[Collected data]
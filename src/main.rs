use clap::Parser;
use sql_dbml::app::cli::Cli;
use std::process::ExitCode;
use tracing_subscriber::{layer::SubscriberExt, util::SubscriberInitExt};

#[tokio::main]
async fn main() -> ExitCode {
    let args = Cli::parse();
    let verbose = args.verbose;

    let default_filter = if verbose { "sql_dbml=debug" } else { "sql_dbml=info" };
    tracing_subscriber::registry()
        .with(
            tracing_subscriber::EnvFilter::try_from_default_env()
                .unwrap_or_else(|_| default_filter.into()),
        )
        .with(
            tracing_subscriber::fmt::layer()
                .with_target(false)
                .with_writer(std::io::stderr),
        )
        .init();

    match sql_dbml::run(args).await {
        Ok(()) => ExitCode::SUCCESS,
        Err(err) => {
            eprintln!("Error: {}", err);
            if verbose {
                eprintln!("{:?}", err);
            }
            ExitCode::FAILURE
        }
    }
}
//! Striped executor CLI
//!
//! Drives a striped executor through its main workloads and prints a JSON
//! report with the executor metrics.

#![warn(missing_docs)]
#![warn(clippy::all)]

use clap::{Parser, Subcommand};
use color_eyre::Result;
use color_eyre::eyre::WrapErr;
use parking_lot::Mutex;
use serde::Serialize;
use std::path::PathBuf;
use std::sync::Arc;
use std::time::{Duration, Instant};
use striped_core::ExecutorConfig;
use striped_runtime::{MetricsSnapshot, StripedExecutor};
use tracing::{debug, info};

#[derive(Parser)]
#[command(name = "striped")]
#[command(about = "Key-partitioned task executor", long_about = None)]
struct Cli {
    /// JSON executor config file
    #[arg(short, long, global = true)]
    config: Option<PathBuf>,

    /// Worker threads, overrides the config file
    #[arg(short, long, global = true)]
    workers: Option<usize>,

    /// Log filter, e.g. `striped=debug`
    #[arg(long, global = true, default_value = "striped=info,striped_runtime=info")]
    log: String,

    /// Emit logs as JSON lines
    #[arg(long, global = true)]
    json_logs: bool,

    #[command(subcommand)]
    command: Commands,
}

#[derive(Subcommand)]
enum Commands {
    /// Submit numbered tasks on several stripes and check per-stripe order
    Ordered {
        /// Number of stripes
        #[arg(short, long, default_value_t = 4)]
        stripes: usize,
        /// Tasks per stripe
        #[arg(short, long, default_value_t = 100)]
        tasks: usize,
    },
    /// Run one sleeping task per stripe and report the wall-clock time
    Parallel {
        /// Number of stripes
        #[arg(short, long, default_value_t = 2)]
        stripes: usize,
        /// Sleep per task in milliseconds
        #[arg(long, default_value_t = 200)]
        sleep_ms: u64,
    },
    /// Queue work behind a slow task, then stop immediately
    Stop {
        /// Tasks queued behind the slow one
        #[arg(short, long, default_value_t = 10)]
        queued: usize,
    },
}

#[derive(Serialize)]
struct Report {
    command: &'static str,
    elapsed_ms: u128,
    #[serde(skip_serializing_if = "Option::is_none")]
    in_order: Option<bool>,
    #[serde(skip_serializing_if = "Option::is_none")]
    discarded: Option<usize>,
    terminated: bool,
    metrics: MetricsSnapshot,
}

fn load_config(cli: &Cli) -> Result<ExecutorConfig> {
    let mut config = match &cli.config {
        Some(path) => ExecutorConfig::from_json_file(path)
            .wrap_err_with(|| format!("loading config from {}", path.display()))?,
        None => ExecutorConfig::default(),
    };
    if let Some(workers) = cli.workers {
        config = config.with_workers(workers);
    }
    config.validate()?;
    Ok(config)
}

async fn ordered(config: &ExecutorConfig, stripes: usize, tasks: usize) -> Result<Report> {
    let executor = StripedExecutor::<String>::with_config(config)?;
    let log = Arc::new(Mutex::new(Vec::with_capacity(stripes * tasks)));
    let start = Instant::now();

    let mut handles = Vec::with_capacity(stripes * tasks);
    for seq in 0..tasks {
        for stripe in 0..stripes {
            let key = format!("peer-{}", stripe);
            let log = Arc::clone(&log);
            let entry = key.clone();
            handles.push(executor.submit(Some(key), move || {
                log.lock().push((entry, seq));
            })?);
        }
    }
    for handle in handles {
        handle.await?;
    }

    let in_order = {
        let log = log.lock();
        (0..stripes).all(|stripe| {
            let key = format!("peer-{}", stripe);
            log.iter()
                .filter(|(k, _)| *k == key)
                .map(|(_, seq)| *seq)
                .eq(0..tasks)
        })
    };
    let elapsed_ms = start.elapsed().as_millis();

    executor.shutdown();
    let terminated = executor.terminated(config.shutdown_grace()).await;
    info!(stripes, tasks, in_order, "ordered run finished");

    Ok(Report {
        command: "ordered",
        elapsed_ms,
        in_order: Some(in_order),
        discarded: None,
        terminated,
        metrics: executor.metrics(),
    })
}

async fn parallel(config: &ExecutorConfig, stripes: usize, sleep_ms: u64) -> Result<Report> {
    let executor = StripedExecutor::<usize>::with_config(config)?;
    let start = Instant::now();

    let handles = (0..stripes)
        .map(|stripe| {
            executor.submit(Some(stripe), move || {
                std::thread::sleep(Duration::from_millis(sleep_ms));
            })
        })
        .collect::<Result<Vec<_>, _>>()?;
    for handle in handles {
        handle.await?;
    }
    let elapsed_ms = start.elapsed().as_millis();

    executor.shutdown();
    let terminated = executor.terminated(config.shutdown_grace()).await;
    info!(stripes, sleep_ms, elapsed_ms, "parallel run finished");

    Ok(Report {
        command: "parallel",
        elapsed_ms,
        in_order: None,
        discarded: None,
        terminated,
        metrics: executor.metrics(),
    })
}

async fn stop(config: &ExecutorConfig, queued: usize) -> Result<Report> {
    let executor = StripedExecutor::<&'static str>::with_config(config)?;
    let start = Instant::now();

    let (started_tx, started_rx) = std::sync::mpsc::channel();
    executor.submit(Some("slow"), move || {
        let _ = started_tx.send(());
        std::thread::sleep(Duration::from_millis(100));
    })?;
    for _ in 0..queued {
        executor.submit(Some("slow"), || ())?;
    }
    started_rx
        .recv_timeout(config.shutdown_grace())
        .wrap_err("slow task never started")?;

    let discarded = executor.shutdown_now();
    debug!(discarded = discarded.len(), "queued work discarded");
    let count = discarded.len();
    drop(discarded);

    let terminated = executor.terminated(config.shutdown_grace()).await;
    info!(queued, discarded = count, "stop run finished");

    Ok(Report {
        command: "stop",
        elapsed_ms: start.elapsed().as_millis(),
        in_order: None,
        discarded: Some(count),
        terminated,
        metrics: executor.metrics(),
    })
}

#[tokio::main]
async fn main() -> Result<()> {
    color_eyre::install()?;
    let cli = Cli::parse();

    let subscriber = tracing_subscriber::fmt()
        .with_env_filter(cli.log.as_str())
        .with_writer(std::io::stderr);
    if cli.json_logs {
        subscriber.json().init();
    } else {
        subscriber.init();
    }

    let config = load_config(&cli)?;
    debug!(workers = config.workers, "executor config loaded");

    let report = match cli.command {
        Commands::Ordered { stripes, tasks } => ordered(&config, stripes, tasks).await?,
        Commands::Parallel { stripes, sleep_ms } => parallel(&config, stripes, sleep_ms).await?,
        Commands::Stop { queued } => stop(&config, queued).await?,
    };

    println!("{}", serde_json::to_string_pretty(&report)?);
    Ok(())
}
#[cfg(test)]
mod tests {
    use super::testing::{InlineOwner, ManualOwner};
    use super::*;
    use std::sync::mpsc;
    use std::thread;
    use std::time::Duration;
    use striped_core::TaskId;

    fn recording_job(log: &Arc<Mutex<Vec<u32>>>, value: u32) -> Job {
        let log = Arc::clone(log);
        Job::new(move || log.lock().push(value))
    }

    fn queue_with(owner: &Arc<ManualOwner>) -> Arc<StripeQueue<&'static str>> {
        let owner: Arc<dyn QueueOwner<&'static str>> = Arc::clone(owner) as _;
        Arc::new(StripeQueue::new("peer-1", owner))
    }

    #[test]
    fn test_first_enqueue_arms_queue() {
        let owner = Arc::new(ManualOwner::default());
        let queue = queue_with(&owner);
        let log = Arc::new(Mutex::new(Vec::new()));

        queue.try_enqueue(recording_job(&log, 1)).unwrap();
        assert_eq!(owner.in_flight(), 1);
        assert_eq!(queue.pending_len(), 0);

        // Later appends wait behind the in-flight job
        queue.try_enqueue(recording_job(&log, 2)).unwrap();
        queue.try_enqueue(recording_job(&log, 3)).unwrap();
        assert_eq!(owner.in_flight(), 1);
        assert_eq!(queue.pending_len(), 2);
    }

    #[test]
    fn test_jobs_run_one_at_a_time_in_order() {
        let owner = Arc::new(ManualOwner::default());
        let queue = queue_with(&owner);
        let log = Arc::new(Mutex::new(Vec::new()));

        for i in 0..5 {
            queue.try_enqueue(recording_job(&log, i)).unwrap();
        }
        while owner.run_next() {
            assert!(owner.in_flight() <= 1);
        }

        assert_eq!(*log.lock(), vec![0, 1, 2, 3, 4]);
        assert!(!queue.is_active());
        assert_eq!(owner.released(), 1);
    }

    #[test]
    fn test_drained_queue_refuses_appends() {
        let owner = Arc::new(ManualOwner::default());
        let queue = queue_with(&owner);
        let log = Arc::new(Mutex::new(Vec::new()));

        queue.try_enqueue(recording_job(&log, 1)).unwrap();
        owner.run_next();
        assert!(!queue.is_active());

        let refused = queue.try_enqueue(recording_job(&log, 2));
        assert!(refused.is_err());
        assert_eq!(owner.in_flight(), 0);
    }

    #[test]
    fn test_append_during_run_is_picked_up() {
        let owner = Arc::new(ManualOwner::default());
        let queue = queue_with(&owner);
        let log = Arc::new(Mutex::new(Vec::new()));

        queue.try_enqueue(recording_job(&log, 1)).unwrap();
        let job = owner.dispatched.lock().pop_front().unwrap();
        // Appended while job 1 is "running"
        queue.try_enqueue(recording_job(&log, 2)).unwrap();
        job.run();

        assert_eq!(owner.in_flight(), 1);
        assert!(queue.is_active());
        owner.run_next();
        assert_eq!(*log.lock(), vec![1, 2]);
        assert_eq!(owner.released(), 1);
    }

    #[test]
    fn test_panicking_job_still_advances() {
        let owner = Arc::new(ManualOwner::default());
        let queue = queue_with(&owner);
        let log = Arc::new(Mutex::new(Vec::new()));

        queue.try_enqueue(Job::new(|| panic!("handshake failed"))).unwrap();
        queue.try_enqueue(recording_job(&log, 2)).unwrap();

        let job = owner.dispatched.lock().pop_front().unwrap();
        let unwound = std::panic::catch_unwind(std::panic::AssertUnwindSafe(|| job.run()));
        assert!(unwound.is_err());

        assert_eq!(owner.in_flight(), 1);
        owner.run_next();
        assert_eq!(*log.lock(), vec![2]);
    }

    #[test]
    fn test_close_returns_pending() {
        let owner = Arc::new(ManualOwner::default());
        let queue = queue_with(&owner);
        let log = Arc::new(Mutex::new(Vec::new()));

        let first = recording_job(&log, 1);
        let second = recording_job(&log, 2);
        let third = recording_job(&log, 3);
        let expected = vec![second.task_id(), third.task_id()];

        queue.try_enqueue(first).unwrap();
        queue.try_enqueue(second).unwrap();
        queue.try_enqueue(third).unwrap();

        let closed: Vec<_> = queue.close().iter().map(Job::task_id).collect();
        assert_eq!(closed, expected);
        assert!(!queue.is_active());

        // The in-flight job finishes without scheduling anything else
        owner.run_next();
        assert_eq!(*log.lock(), vec![1]);
        assert_eq!(owner.in_flight(), 0);
        assert_eq!(owner.released(), 0);
    }

    #[test]
    fn test_refused_dispatch_abandons_stripe() {
        let owner = Arc::new(ManualOwner::default());
        let queue = queue_with(&owner);
        let log = Arc::new(Mutex::new(Vec::new()));

        queue.try_enqueue(recording_job(&log, 1)).unwrap();
        queue.try_enqueue(recording_job(&log, 2)).unwrap();
        owner.refuse.store(true, Ordering::SeqCst);
        owner.run_next();

        assert_eq!(*log.lock(), vec![1]);
        assert!(!queue.is_active());
        assert_eq!(queue.pending_len(), 0);
        assert_eq!(owner.released(), 1);
    }

    #[test]
    fn test_inline_dispatch_runs_without_holding_lock() {
        let owner = Arc::new(InlineOwner::default());
        let queue: Arc<StripeQueue<&'static str>> =
            Arc::new(StripeQueue::new("peer-1", Arc::clone(&owner) as _));
        let log = Arc::new(Mutex::new(Vec::new()));

        // Each job runs inside dispatch, and the first one appends to its own
        // stripe while running.
        let second = recording_job(&log, 2);
        let first = {
            let log = Arc::clone(&log);
            let queue = Arc::clone(&queue);
            Job::new(move || {
                log.lock().push(1);
                queue.try_enqueue(second).unwrap();
            })
        };
        let (tx, rx) = mpsc::channel();
        {
            let queue = Arc::clone(&queue);
            thread::spawn(move || {
                queue.try_enqueue(first).unwrap();
                tx.send(()).unwrap();
            });
        }
        rx.recv_timeout(Duration::from_secs(5)).unwrap();

        assert_eq!(*log.lock(), vec![1, 2]);
        assert_eq!(queue.handing_off(), 0);
        assert!(!queue.is_active());
        assert_eq!(*owner.released.lock(), 1);
    }

    /// Owner whose dispatch blocks until the test lets it through
    struct GatedOwner {
        entered: Mutex<Option<mpsc::Sender<()>>>,
        proceed: Mutex<mpsc::Receiver<()>>,
        accepted: Mutex<Vec<Job>>,
    }

    impl QueueOwner<&'static str> for GatedOwner {
        fn dispatch(&self, job: Job) -> Result<(), PoolRejection> {
            if let Some(entered) = self.entered.lock().take() {
                entered.send(()).unwrap();
            }
            self.proceed.lock().recv().unwrap();
            self.accepted.lock().push(job);
            Ok(())
        }

        fn release(&self, _queue: &Arc<StripeQueue<&'static str>>) {}
    }

    #[test]
    fn test_close_sees_job_in_hand_off() {
        let (entered_tx, entered_rx) = mpsc::channel();
        let (proceed_tx, proceed_rx) = mpsc::channel();
        let owner = Arc::new(GatedOwner {
            entered: Mutex::new(Some(entered_tx)),
            proceed: Mutex::new(proceed_rx),
            accepted: Mutex::new(Vec::new()),
        });
        let queue: Arc<StripeQueue<&'static str>> =
            Arc::new(StripeQueue::new("peer-1", Arc::clone(&owner) as _));
        let log = Arc::new(Mutex::new(Vec::new()));
        let first = recording_job(&log, 1);
        let first_id = first.task_id();

        let submitter = {
            let queue = Arc::clone(&queue);
            thread::spawn(move || queue.try_enqueue(first).is_ok())
        };
        entered_rx.recv().unwrap();

        // Popped but not yet with the pool: not pending, still counted.
        assert!(queue.close().is_empty());
        assert_eq!(queue.handing_off(), 1);

        let waiter = {
            let queue = Arc::clone(&queue);
            thread::spawn(move || queue.await_hand_off())
        };
        proceed_tx.send(()).unwrap();
        waiter.join().unwrap();
        assert!(submitter.join().unwrap());

        assert_eq!(queue.handing_off(), 0);
        let accepted: Vec<TaskId> = owner.accepted.lock().iter().map(Job::task_id).collect();
        assert_eq!(accepted, vec![first_id]);
    }
}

> [What you should do]:
Set down, unchanged, only those lines above that fall between the line with "let executor = StripedExecutor::<&'static" and the line with "let count = discarded.len();", the two end lines included.

> [Answer section]:
    let executor = StripedExecutor::<&'static str>::with_config(config)?;
    let start = Instant::now();

    let (started_tx, started_rx) = std::sync::mpsc::channel();
    executor.submit(Some("slow"), move || {
        let _ = started_tx.send(());
        std::thread::sleep(Duration::from_millis(100));
    })?;
    for _ in 0..queued {
        executor.submit(Some("slow"), || ())?;
    }
    started_rx
        .recv_timeout(config.shutdown_grace())
        .wrap_err("slow task never started")?;

    let discarded = executor.shutdown_now();
    debug!(discarded = discarded.len(), "queued work discarded");
    let count = discarded.len();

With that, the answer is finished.